__WHAT THE TASK ASKS__
Work out the count of lines in the listing below that include "SkipReason". Give that count alone.

__DATA EXTRACT__
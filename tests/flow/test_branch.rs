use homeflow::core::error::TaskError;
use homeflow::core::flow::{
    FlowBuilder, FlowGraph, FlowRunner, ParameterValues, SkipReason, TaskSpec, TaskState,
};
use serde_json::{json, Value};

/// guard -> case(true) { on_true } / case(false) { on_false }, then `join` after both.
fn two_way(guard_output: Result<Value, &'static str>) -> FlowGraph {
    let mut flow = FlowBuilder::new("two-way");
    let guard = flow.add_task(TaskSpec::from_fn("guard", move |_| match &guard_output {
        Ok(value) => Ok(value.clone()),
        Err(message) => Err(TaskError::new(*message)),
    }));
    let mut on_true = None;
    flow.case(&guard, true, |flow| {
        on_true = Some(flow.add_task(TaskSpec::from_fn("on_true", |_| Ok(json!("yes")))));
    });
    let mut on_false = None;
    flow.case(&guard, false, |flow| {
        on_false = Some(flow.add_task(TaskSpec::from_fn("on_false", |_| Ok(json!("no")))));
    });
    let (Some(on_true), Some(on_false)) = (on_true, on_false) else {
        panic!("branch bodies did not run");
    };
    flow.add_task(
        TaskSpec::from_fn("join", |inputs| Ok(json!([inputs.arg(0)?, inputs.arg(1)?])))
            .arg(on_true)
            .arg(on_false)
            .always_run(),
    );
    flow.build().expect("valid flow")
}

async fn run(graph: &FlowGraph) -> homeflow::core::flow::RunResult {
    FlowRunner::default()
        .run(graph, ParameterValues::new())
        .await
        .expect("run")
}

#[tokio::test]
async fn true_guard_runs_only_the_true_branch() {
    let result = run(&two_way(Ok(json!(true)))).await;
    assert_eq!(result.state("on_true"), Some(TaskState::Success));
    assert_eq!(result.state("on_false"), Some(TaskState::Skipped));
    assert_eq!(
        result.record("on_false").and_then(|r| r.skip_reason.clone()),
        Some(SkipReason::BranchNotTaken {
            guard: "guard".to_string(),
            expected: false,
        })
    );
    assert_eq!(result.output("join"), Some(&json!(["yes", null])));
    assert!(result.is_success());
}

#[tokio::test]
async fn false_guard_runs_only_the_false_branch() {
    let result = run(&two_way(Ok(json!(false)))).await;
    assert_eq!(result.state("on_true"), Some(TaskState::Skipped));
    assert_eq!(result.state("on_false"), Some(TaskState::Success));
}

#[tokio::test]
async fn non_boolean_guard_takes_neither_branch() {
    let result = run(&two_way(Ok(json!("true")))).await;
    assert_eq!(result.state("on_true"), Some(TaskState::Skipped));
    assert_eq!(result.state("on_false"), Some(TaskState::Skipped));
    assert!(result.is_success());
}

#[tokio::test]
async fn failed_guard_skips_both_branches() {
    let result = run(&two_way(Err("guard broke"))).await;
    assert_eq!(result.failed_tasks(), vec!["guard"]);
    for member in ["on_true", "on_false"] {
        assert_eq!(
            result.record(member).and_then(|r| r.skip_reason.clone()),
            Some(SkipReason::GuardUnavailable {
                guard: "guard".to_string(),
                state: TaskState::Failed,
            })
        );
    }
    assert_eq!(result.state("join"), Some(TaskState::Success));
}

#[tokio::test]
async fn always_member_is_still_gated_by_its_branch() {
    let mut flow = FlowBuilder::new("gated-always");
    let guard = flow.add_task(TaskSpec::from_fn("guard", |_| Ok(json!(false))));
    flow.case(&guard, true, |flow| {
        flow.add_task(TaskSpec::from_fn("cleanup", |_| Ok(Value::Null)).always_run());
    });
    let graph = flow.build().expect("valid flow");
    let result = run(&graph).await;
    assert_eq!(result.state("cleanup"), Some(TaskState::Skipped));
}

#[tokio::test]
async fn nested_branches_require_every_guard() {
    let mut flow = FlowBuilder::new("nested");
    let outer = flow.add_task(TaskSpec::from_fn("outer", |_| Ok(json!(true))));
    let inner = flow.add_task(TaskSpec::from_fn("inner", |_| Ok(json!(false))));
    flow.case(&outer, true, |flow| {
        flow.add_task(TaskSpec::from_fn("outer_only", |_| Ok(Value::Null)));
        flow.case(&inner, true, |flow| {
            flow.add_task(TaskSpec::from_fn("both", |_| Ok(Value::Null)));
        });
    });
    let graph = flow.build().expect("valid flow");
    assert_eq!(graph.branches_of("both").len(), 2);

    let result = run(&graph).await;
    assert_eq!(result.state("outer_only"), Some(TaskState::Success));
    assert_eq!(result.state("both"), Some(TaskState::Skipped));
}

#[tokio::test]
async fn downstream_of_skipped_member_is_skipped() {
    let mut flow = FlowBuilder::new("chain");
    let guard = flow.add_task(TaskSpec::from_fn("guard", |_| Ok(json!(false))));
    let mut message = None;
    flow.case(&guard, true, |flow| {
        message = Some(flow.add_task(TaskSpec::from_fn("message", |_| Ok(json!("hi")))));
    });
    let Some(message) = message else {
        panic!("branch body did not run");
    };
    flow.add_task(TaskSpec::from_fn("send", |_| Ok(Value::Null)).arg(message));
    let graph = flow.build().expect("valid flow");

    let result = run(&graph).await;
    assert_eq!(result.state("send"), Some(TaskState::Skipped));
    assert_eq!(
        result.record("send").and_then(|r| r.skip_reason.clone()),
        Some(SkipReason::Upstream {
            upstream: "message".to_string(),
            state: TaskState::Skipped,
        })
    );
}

__WRITTEN ANSWER__
4